Jean-Michel Déprats, Shakespeare. Que sais-je ? 127 p., 9 €
Fini ? sûrement pas quand on mesure les mois ou les années qu’il faudra pour visiter en détail le monument inauguré à cette occasion chez Gallimard : 3.500 pages imprimées sur papier bible, soit douze comédies de William Shakespeare, dont huit traduites par Jean-Michel Déprats le maître d’ouvrage, plus un album composé par Denis Podalydès, illustré des plus beaux spectacles et tableaux qu’a inspirés l’œuvre. À côté de cette somme majestueuse, un modeste et excellent Que sais-je également signé Déprats.
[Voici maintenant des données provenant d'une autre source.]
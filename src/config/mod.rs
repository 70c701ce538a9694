//! Configuration module for beadgrid
//!
//! Provides types, discovery and parsing for `beadgrid.toml`.

pub mod loader;
pub mod schema;

pub use loader::{load_config, merge_cli_overrides, CliOverrides, ConfigError};
pub use schema::*;
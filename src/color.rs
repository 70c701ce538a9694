//! RGB color value and hex parsing utilities
//!
//! Color database keys and config colors are 6-digit hex strings, with or
//! without a leading `#` (e.g. `ff0000`, `#FF0000`).

use serde::{Serialize, Serializer};
use thiserror::Error;

/// Error type for color parsing failures
#[derive(Debug, Clone, PartialEq, Eq, Error)]
pub enum ColorError {
    /// Input string was empty
    #[error("empty color string")]
    Empty,
    /// Invalid length (must be 6 hex chars, optionally after '#')
    #[error("invalid color length {0}, expected 6")]
    InvalidLength(usize),
    /// Contains non-hex characters
    #[error("invalid hex character '{0}'")]
    InvalidHex(char),
}

/// An opaque 8-bit RGB color.
#[derive(Debug, Clone, Copy, PartialEq, Eq, Hash, Default)]
pub struct Rgb {
    pub r: u8,
    pub g: u8,
    pub b: u8,
}

impl Rgb {
    pub const BLACK: Rgb = Rgb::new(0, 0, 0);
    pub const WHITE: Rgb = Rgb::new(255, 255, 255);

    pub const fn new(r: u8, g: u8, b: u8) -> Self {
        Self { r, g, b }
    }

    /// Parse a hex color string (`RRGGBB` or `#RRGGBB`, case-insensitive).
    ///
    /// # Examples
    ///
    /// ```
    /// use beadgrid::color::Rgb;
    ///
    /// assert_eq!(Rgb::from_hex("ff8000").unwrap(), Rgb::new(255, 128, 0));
    /// assert_eq!(Rgb::from_hex("#00FF00").unwrap(), Rgb::new(0, 255, 0));
    /// assert!(Rgb::from_hex("#F00").is_err());
    /// ```
    ///
    /// # Errors
    ///
    /// Returns `ColorError` if the input is empty, not 6 digits long, or
    /// contains a non-hex character.
    pub fn from_hex(s: &str) -> Result<Self, ColorError> {
        let hex = s.strip_prefix('#').unwrap_or(s);
        if hex.is_empty() {
            return Err(ColorError::Empty);
        }

        // Validate all characters are hex
        if let Some(c) = hex.chars().find(|c| !c.is_ascii_hexdigit()) {
            return Err(ColorError::InvalidHex(c));
        }

        let bytes = hex.as_bytes();
        if bytes.len() != 6 {
            return Err(ColorError::InvalidLength(bytes.len()));
        }

        Ok(Self {
            r: parse_hex_pair(bytes[0], bytes[1])?,
            g: parse_hex_pair(bytes[2], bytes[3])?,
            b: parse_hex_pair(bytes[4], bytes[5])?,
        })
    }

    /// Format as an uppercase `#RRGGBB` string.
    pub fn to_hex(self) -> String {
        format!("#{:02X}{:02X}{:02X}", self.r, self.g, self.b)
    }

    /// Squared Euclidean distance in RGB space.
    pub fn distance_sq(self, other: Rgb) -> u32 {
        let dr = self.r as i32 - other.r as i32;
        let dg = self.g as i32 - other.g as i32;
        let db = self.b as i32 - other.b as i32;
        (dr * dr + dg * dg + db * db) as u32
    }

    /// Perceived brightness (ITU-R BT.601 weights), in `0.0..=255.0`.
    pub fn luminance(self) -> f64 {
        0.299 * self.r as f64 + 0.587 * self.g as f64 + 0.114 * self.b as f64
    }

    /// Text color that stays readable on top of this color.
    pub fn contrast_text(self) -> Rgb {
        if self.luminance() < 128.0 {
            Rgb::WHITE
        } else {
            Rgb::BLACK
        }
    }
}

impl From<[u8; 3]> for Rgb {
    fn from([r, g, b]: [u8; 3]) -> Self {
        Self { r, g, b }
    }
}

impl From<image::Rgb<u8>> for Rgb {
    fn from(pixel: image::Rgb<u8>) -> Self {
        let [r, g, b] = pixel.0;
        Self { r, g, b }
    }
}

impl From<Rgb> for image::Rgb<u8> {
    fn from(color: Rgb) -> Self {
        image::Rgb([color.r, color.g, color.b])
    }
}

impl std::fmt::Display for Rgb {
    fn fmt(&self, f: &mut std::fmt::Formatter<'_>) -> std::fmt::Result {
        write!(f, "{}", self.to_hex())
    }
}

impl Serialize for Rgb {
    fn serialize<S: Serializer>(&self, serializer: S) -> Result<S::Ok, S::Error> {
        serializer.serialize_str(&self.to_hex())
    }
}

/// Parse a single ASCII hex digit to u8 (0-15)
fn parse_hex_digit(c: u8) -> Result<u8, ColorError> {
    match c {
        b'0'..=b'9' => Ok(c - b'0'),
        b'a'..=b'f' => Ok(c - b'a' + 10),
        b'A'..=b'F' => Ok(c - b'A' + 10),
        _ => Err(ColorError::InvalidHex(c as char)),
    }
}

/// Parse a two-digit hex value to u8 (0-255)
fn parse_hex_pair(high: u8, low: u8) -> Result<u8, ColorError> {
    Ok(parse_hex_digit(high)? * 16 + parse_hex_digit(low)?)
}
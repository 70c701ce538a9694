//! Criterion benchmarks for beadgrid critical paths
//!
//! Benchmarks the performance-sensitive stages:
//! - Database: JSON loading
//! - Palette: series selection and palette building
//! - Downsample: nearest-neighbor grid sampling
//! - Matcher: sequential and parallel nearest-color matching
//! - Quantize: median cut for art mode

use beadgrid::database::ColorDatabase;
use beadgrid::grid::{downsample, PixelGrid};
use beadgrid::matcher::{match_grid, match_grid_par};
use beadgrid::palette::{build_palette, Palette};
use beadgrid::quantize::quantize;
use beadgrid::tally::tally;
use criterion::{black_box, criterion_group, criterion_main, BenchmarkId, Criterion, Throughput};
use image::RgbImage;

// =============================================================================
// Test Data Generators
// =============================================================================

const SERIES: [&str; 4] = ["Mard-221", "Hama Midi", "Perler", "Artkal S"];

/// Generate a color database with `colors` keys, each listed by every series
fn make_database_json(colors: usize) -> String {
    let entries: Vec<String> = (0..colors)
        .map(|i| {
            let records: Vec<String> = SERIES
                .iter()
                .enumerate()
                .map(|(s, title)| {
                    format!(
                        r#"{{"colorName": "{}{:03}", "colorTitle": "{}"}}"#,
                        s, i, title
                    )
                })
                .collect();
            format!(
                r#""{:02x}{:02x}{:02x}": [{}]"#,
                (i * 37) % 256,
                (i * 91) % 256,
                (i * 53) % 256,
                records.join(", ")
            )
        })
        .collect();
    format!("{{{}}}", entries.join(",\n"))
}

/// Generate a smooth gradient image
fn make_image(width: u32, height: u32) -> RgbImage {
    RgbImage::from_fn(width, height, |x, y| {
        image::Rgb([
            (x * 255 / width) as u8,
            (y * 255 / height) as u8,
            ((x + y) % 256) as u8,
        ])
    })
}

fn make_palette(colors: usize) -> Palette {
    let db = ColorDatabase::from_json_str(&make_database_json(colors)).expect("valid database");
    build_palette(&db, Some("Mard-221")).expect("non-empty palette").0
}

fn make_grid(width: u32) -> PixelGrid {
    downsample(&make_image(1200, 900), width).expect("valid dimensions")
}

// =============================================================================
// Database and Palette Benchmarks
// =============================================================================

fn bench_database(c: &mut Criterion) {
    let mut group = c.benchmark_group("database");

    for colors in [64, 256, 1024].iter() {
        let json = make_database_json(*colors);
        group.throughput(Throughput::Bytes(json.len() as u64));
        group.bench_with_input(BenchmarkId::new("from_json_str", colors), &json, |b, json| {
            b.iter(|| ColorDatabase::from_json_str(black_box(json)))
        });
    }

    group.finish();
}

fn bench_palette(c: &mut Criterion) {
    let mut group = c.benchmark_group("palette");
    let db = ColorDatabase::from_json_str(&make_database_json(512)).expect("valid database");

    group.bench_function("build_strict", |b| {
        b.iter(|| build_palette(black_box(&db), Some("Mard-221")))
    });
    group.bench_function("build_fuzzy", |b| {
        b.iter(|| build_palette(black_box(&db), Some("Hama")))
    });
    group.bench_function("build_auto", |b| {
        b.iter(|| build_palette(black_box(&db), None))
    });

    group.finish();
}

// =============================================================================
// Downsample Benchmarks
// =============================================================================

fn bench_downsample(c: &mut Criterion) {
    let mut group = c.benchmark_group("downsample");
    let image = make_image(1200, 900);

    for width in [50, 150, 400].iter() {
        group.bench_with_input(BenchmarkId::new("1200x900", width), width, |b, &width| {
            b.iter(|| downsample(black_box(&image), width))
        });
    }

    group.finish();
}

// =============================================================================
// Matcher Benchmarks
// =============================================================================

fn bench_matcher(c: &mut Criterion) {
    let mut group = c.benchmark_group("matcher");

    for (width, colors) in [(50, 48), (150, 48), (150, 256)].iter() {
        let grid = make_grid(*width);
        let palette = make_palette(*colors);
        let id = format!("{}x{}_{}colors", grid.width(), grid.height(), palette.len());

        group.throughput(Throughput::Elements(grid.len() as u64));
        group.bench_function(BenchmarkId::new("sequential", &id), |b| {
            b.iter(|| match_grid(black_box(&grid), black_box(&palette)))
        });
        group.bench_function(BenchmarkId::new("parallel", &id), |b| {
            b.iter(|| match_grid_par(black_box(&grid), black_box(&palette)))
        });
    }

    let grid = make_grid(150);
    let palette = make_palette(128);
    let matched = match_grid(&grid, &palette).expect("non-empty palette");
    group.bench_function("tally_150", |b| {
        b.iter(|| tally(black_box(&matched), &palette))
    });

    group.finish();
}

// =============================================================================
// Quantize Benchmarks
// =============================================================================

fn bench_quantize(c: &mut Criterion) {
    let mut group = c.benchmark_group("quantize");
    let grid = make_grid(150);

    for colors in [8, 48, 256].iter() {
        group.bench_with_input(
            BenchmarkId::new("median_cut_150", colors),
            colors,
            |b, &colors| b.iter(|| quantize(black_box(&grid), colors)),
        );
    }

    group.finish();
}

criterion_group!(
    benches,
    bench_database,
    bench_palette,
    bench_downsample,
    bench_matcher,
    bench_quantize
);
criterion_main!(benches);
Chacun à sa manière, ces deux petits livres nous font partager en peu de mots l’essentiel de leur Shakespeare. Podalydès aimerait « capter le vivant, le changeant, la beauté libre de ce théâtre », et ouvre sa traque par une citation d’Ovide, le poète favori du poète : « Je me propose de dire les métamorphoses des formes en des corps nouveaux. » Format oblige, Déprats brosse d’une main rapide et sûre l’arrachement de l’époque élisabéthaine aux « derniers lambeaux de la mentalité médiévale ». Après la mort de Marlowe dans une rixe de taverne, « au seul Shakespeare étaient désormais dévolues la charge et la mission d’écrire la tragédie morale de cette époque. » L’album feuillette en images les souvenirs de l’acteur et les interprètes qui l’ont précédé dans ses rôles, de Richard II à Hamlet. Un chapitre du Que sais-je intitulé « Shakespeare après Shakespeare » raconte les voyages de l’œuvre dans l’imaginaire artistique.
Après les Tragédies, Histoires, et une première série de Comédies, les nouveaux volumes complètent le corpus dramatique. Il ne manque plus à l’édifice Pléiade qu’un étage, les poèmes, qui constitueront le tome VIII des Œuvres complètes. Le découpage obéit à diverses contraintes, de genres, de chronologie, et de nécessités commerciales. Date d’écriture et date de création étant rarement établies avec certitude, l’éditeur disposait d’une petite marge de manœuvre pour offrir au public des tomes d’attrait à peu près égal. La division en genres reprend celle du Folio de 1623 composé par les anciens camarades de Shakespeare, sans suivre leur répartition des pièces : Troilus and Cressida et Cymbeline étaient rangées parmi les tragédies, Pericles et Two Noble Kinsmen ne faisaient pas partie du recueil. Comme dans les volumes précédents, les textes anglais établis par Line Cottegnies et Gisèle Venet s’appuient sur l’édition jugée la plus fiable, de préférence la plus proche de la date d’écriture, et donnent entre crochets les passages originaux de la version écartée, ainsi qu’une liste scrupuleuse de leurs corrections.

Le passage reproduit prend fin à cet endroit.